## [Your objective]
Filter the lines below, copying only those with the string "target".

========

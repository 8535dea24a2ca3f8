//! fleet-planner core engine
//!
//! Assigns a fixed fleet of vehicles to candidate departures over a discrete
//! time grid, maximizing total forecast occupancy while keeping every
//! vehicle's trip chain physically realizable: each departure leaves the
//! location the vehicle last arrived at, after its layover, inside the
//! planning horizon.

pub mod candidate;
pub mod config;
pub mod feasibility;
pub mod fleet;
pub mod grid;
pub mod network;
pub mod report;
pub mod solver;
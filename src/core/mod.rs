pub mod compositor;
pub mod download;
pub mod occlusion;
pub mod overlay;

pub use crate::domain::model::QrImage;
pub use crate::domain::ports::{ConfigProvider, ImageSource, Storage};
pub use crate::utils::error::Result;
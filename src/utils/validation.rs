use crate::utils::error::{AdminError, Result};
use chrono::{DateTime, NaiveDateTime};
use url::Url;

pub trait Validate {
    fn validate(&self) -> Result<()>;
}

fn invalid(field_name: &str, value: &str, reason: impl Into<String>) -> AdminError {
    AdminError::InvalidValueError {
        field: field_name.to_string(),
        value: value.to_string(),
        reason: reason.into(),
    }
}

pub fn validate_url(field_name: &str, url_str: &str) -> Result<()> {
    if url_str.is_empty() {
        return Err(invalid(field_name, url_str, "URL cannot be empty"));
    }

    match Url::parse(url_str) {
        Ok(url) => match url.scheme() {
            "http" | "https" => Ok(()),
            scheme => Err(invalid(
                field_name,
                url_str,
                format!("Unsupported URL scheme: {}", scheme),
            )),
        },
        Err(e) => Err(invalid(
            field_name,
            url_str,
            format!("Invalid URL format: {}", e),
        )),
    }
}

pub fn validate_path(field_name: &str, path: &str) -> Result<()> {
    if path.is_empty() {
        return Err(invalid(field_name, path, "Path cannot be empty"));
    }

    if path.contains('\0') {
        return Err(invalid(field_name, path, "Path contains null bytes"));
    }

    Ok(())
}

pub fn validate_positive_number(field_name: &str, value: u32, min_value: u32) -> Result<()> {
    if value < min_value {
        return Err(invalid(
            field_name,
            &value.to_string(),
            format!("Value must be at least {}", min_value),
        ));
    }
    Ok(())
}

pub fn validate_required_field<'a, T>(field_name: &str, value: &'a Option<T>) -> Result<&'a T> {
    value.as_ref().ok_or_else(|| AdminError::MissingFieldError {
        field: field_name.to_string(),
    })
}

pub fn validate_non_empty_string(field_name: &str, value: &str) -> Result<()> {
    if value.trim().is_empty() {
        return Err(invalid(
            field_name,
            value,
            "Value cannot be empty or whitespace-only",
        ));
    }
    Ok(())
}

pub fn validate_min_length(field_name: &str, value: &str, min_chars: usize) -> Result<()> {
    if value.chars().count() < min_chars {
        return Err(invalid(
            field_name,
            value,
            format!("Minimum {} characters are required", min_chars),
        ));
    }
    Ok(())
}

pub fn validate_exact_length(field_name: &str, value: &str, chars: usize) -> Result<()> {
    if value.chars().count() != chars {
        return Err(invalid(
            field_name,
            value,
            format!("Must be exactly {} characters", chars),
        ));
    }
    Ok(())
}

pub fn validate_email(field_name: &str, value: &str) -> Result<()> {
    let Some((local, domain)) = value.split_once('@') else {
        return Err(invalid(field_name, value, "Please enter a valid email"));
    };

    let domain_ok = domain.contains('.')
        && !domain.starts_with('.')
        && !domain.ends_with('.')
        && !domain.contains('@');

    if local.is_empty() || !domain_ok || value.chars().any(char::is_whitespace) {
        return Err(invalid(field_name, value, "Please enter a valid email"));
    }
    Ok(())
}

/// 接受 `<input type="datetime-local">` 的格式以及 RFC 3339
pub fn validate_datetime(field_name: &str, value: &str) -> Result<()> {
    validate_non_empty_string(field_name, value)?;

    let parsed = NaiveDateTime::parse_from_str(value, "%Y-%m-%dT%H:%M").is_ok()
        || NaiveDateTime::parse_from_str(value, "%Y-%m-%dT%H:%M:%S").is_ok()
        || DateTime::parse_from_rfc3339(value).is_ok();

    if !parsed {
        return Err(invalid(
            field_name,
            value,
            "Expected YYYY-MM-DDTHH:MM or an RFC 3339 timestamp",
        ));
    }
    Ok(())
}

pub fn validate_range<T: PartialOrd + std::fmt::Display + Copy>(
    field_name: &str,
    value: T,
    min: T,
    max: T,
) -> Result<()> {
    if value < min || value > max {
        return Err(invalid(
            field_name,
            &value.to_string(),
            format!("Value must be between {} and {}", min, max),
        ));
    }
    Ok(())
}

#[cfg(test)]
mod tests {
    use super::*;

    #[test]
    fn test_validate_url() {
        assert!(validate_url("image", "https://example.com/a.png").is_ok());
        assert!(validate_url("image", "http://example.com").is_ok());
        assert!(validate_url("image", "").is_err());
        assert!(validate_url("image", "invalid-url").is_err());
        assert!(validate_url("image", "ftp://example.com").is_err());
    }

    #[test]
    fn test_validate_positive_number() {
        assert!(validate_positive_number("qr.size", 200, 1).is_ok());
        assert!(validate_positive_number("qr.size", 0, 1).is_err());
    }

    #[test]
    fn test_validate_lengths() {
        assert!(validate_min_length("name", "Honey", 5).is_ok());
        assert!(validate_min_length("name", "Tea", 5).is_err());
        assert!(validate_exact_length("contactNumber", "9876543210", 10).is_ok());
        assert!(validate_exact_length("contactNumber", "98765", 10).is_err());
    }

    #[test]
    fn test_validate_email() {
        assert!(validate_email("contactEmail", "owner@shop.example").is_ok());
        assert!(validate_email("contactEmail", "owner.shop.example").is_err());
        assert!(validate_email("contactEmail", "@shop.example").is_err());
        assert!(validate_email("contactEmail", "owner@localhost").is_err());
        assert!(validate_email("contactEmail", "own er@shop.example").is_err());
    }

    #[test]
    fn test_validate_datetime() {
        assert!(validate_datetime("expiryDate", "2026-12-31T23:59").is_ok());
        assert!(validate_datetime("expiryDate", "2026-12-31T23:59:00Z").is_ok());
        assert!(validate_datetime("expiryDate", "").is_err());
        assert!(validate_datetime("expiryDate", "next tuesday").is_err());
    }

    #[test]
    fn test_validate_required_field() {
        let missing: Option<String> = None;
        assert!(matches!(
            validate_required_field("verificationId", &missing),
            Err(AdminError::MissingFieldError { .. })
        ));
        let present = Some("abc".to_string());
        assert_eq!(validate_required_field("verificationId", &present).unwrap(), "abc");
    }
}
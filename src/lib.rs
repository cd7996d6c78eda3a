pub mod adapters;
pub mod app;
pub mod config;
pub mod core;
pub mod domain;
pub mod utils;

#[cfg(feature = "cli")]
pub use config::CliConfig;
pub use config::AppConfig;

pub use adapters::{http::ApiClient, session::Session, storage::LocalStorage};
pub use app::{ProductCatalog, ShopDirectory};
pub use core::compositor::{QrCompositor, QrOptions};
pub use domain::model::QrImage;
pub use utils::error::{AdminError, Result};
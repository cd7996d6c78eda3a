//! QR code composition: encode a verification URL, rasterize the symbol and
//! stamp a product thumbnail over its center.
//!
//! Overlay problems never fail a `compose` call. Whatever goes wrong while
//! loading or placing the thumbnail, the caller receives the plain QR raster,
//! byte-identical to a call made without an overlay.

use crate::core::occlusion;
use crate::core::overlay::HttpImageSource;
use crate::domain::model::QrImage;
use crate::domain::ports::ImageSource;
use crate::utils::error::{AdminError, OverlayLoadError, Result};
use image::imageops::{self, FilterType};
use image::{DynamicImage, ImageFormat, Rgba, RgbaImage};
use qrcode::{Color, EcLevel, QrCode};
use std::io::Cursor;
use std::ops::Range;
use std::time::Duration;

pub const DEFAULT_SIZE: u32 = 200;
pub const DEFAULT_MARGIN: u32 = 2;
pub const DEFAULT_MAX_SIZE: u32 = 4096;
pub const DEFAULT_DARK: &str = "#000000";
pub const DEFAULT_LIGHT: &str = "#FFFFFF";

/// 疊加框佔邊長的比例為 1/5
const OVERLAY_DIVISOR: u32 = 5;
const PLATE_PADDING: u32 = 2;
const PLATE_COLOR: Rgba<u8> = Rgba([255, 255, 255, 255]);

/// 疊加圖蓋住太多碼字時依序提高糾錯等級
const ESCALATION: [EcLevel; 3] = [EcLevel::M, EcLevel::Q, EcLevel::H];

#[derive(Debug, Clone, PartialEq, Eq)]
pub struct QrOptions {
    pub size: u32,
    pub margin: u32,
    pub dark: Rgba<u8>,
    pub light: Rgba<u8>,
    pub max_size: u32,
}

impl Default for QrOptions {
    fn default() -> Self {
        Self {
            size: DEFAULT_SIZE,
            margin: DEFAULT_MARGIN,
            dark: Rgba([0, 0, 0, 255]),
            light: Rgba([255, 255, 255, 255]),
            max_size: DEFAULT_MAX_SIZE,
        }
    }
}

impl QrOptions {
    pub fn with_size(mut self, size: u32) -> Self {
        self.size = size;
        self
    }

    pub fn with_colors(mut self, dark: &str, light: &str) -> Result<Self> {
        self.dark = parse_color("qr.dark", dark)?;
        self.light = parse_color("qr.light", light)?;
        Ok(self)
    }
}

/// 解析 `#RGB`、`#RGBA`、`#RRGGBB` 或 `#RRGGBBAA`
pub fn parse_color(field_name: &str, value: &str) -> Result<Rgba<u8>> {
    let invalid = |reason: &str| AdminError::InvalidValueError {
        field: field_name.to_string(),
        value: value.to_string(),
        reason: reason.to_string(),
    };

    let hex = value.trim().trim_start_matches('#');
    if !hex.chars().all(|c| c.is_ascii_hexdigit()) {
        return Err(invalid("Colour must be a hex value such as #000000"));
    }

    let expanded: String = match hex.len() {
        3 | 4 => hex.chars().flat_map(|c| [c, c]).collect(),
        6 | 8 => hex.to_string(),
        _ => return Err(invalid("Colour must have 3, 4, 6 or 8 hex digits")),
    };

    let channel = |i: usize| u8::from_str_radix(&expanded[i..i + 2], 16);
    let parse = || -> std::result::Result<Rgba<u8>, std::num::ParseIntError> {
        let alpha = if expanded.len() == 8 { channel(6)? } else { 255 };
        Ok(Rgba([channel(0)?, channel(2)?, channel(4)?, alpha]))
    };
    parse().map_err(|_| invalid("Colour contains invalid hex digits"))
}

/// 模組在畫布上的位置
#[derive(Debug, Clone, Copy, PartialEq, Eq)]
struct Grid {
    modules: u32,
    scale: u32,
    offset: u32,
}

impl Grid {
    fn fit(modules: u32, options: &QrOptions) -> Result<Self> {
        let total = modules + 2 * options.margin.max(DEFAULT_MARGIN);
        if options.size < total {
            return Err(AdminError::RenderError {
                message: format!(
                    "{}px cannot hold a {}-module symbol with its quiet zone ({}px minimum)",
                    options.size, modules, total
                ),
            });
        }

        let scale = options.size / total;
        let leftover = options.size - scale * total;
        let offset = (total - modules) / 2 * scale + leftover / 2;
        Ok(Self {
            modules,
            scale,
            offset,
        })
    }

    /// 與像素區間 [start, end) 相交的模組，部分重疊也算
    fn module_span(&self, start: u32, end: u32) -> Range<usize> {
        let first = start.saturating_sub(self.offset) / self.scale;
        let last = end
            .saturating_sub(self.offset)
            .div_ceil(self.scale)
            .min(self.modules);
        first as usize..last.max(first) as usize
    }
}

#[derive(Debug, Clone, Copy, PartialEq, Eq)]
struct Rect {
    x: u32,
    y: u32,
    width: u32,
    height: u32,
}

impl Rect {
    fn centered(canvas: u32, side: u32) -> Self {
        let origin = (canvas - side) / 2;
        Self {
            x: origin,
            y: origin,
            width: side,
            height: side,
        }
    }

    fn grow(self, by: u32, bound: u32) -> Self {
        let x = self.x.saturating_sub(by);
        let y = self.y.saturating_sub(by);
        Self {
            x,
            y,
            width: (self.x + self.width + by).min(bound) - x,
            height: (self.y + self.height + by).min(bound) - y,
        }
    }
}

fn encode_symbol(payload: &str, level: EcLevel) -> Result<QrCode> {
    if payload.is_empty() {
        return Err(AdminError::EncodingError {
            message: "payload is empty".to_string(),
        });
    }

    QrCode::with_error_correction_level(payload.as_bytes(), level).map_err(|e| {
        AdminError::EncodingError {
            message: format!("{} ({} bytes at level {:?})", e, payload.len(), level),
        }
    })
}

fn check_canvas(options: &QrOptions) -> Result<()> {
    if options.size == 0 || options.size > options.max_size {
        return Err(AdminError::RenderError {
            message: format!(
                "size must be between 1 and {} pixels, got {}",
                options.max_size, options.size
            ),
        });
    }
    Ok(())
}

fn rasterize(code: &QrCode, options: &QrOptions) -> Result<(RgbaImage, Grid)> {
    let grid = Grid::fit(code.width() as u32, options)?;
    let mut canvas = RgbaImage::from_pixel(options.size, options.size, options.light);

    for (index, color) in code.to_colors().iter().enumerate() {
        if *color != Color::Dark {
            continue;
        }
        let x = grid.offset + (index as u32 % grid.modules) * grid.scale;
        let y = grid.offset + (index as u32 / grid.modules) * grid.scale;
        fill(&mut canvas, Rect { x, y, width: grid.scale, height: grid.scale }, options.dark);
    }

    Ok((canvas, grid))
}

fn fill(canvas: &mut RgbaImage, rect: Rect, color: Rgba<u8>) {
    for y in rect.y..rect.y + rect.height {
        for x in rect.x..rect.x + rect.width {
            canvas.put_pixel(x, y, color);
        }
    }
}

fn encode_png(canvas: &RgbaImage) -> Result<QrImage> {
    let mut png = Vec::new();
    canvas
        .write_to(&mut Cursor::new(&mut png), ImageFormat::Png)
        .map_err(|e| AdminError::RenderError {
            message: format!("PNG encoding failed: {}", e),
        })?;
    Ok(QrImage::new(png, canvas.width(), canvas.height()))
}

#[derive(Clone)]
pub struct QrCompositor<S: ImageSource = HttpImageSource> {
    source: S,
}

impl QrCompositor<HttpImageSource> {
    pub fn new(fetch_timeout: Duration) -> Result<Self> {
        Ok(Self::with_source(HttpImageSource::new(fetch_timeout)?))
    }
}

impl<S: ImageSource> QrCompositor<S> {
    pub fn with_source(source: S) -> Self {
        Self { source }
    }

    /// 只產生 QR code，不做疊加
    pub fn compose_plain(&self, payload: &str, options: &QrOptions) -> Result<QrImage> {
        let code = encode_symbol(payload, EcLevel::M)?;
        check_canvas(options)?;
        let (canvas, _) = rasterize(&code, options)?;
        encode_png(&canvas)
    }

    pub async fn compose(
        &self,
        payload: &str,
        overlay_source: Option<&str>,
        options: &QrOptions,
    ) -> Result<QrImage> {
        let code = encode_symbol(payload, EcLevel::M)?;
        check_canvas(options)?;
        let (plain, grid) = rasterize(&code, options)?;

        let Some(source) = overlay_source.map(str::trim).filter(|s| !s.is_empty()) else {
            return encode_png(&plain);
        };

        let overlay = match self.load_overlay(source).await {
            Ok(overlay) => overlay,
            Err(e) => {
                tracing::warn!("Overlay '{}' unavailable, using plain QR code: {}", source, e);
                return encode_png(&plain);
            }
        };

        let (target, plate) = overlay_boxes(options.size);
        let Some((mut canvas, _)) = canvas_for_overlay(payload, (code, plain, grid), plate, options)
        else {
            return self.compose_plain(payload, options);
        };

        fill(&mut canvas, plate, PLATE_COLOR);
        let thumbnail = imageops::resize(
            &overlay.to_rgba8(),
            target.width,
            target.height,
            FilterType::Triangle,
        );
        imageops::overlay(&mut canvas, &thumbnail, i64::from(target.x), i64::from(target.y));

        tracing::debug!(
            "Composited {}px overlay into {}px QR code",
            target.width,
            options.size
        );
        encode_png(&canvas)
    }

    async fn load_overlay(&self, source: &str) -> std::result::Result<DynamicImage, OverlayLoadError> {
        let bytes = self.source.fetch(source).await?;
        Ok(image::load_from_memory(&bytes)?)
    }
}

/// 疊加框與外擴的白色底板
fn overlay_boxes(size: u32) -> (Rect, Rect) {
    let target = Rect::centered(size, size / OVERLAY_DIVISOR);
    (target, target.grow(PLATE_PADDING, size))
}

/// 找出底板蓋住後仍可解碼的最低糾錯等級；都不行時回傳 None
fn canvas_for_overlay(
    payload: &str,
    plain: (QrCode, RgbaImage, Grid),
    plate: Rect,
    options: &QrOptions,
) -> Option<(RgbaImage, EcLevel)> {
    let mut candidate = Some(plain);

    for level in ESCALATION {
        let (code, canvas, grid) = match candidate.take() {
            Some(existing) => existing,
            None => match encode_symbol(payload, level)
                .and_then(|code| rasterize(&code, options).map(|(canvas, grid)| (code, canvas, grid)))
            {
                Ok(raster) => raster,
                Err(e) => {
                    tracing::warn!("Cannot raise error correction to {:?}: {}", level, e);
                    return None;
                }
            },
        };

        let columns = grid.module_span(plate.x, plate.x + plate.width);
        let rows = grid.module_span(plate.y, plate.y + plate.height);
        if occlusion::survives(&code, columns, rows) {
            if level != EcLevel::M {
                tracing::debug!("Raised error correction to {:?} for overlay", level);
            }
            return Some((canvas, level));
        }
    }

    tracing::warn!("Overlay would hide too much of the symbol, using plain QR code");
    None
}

========

## [Exercise solution]
        let (target, plate) = overlay_boxes(options.size);
            target.width,
            target.height,
        imageops::overlay(&mut canvas, &thumbnail, i64::from(target.x), i64::from(target.y));
            target.width,
    let target = Rect::centered(size, size / OVERLAY_DIVISOR);
    (target, target.grow(PLATE_PADDING, size))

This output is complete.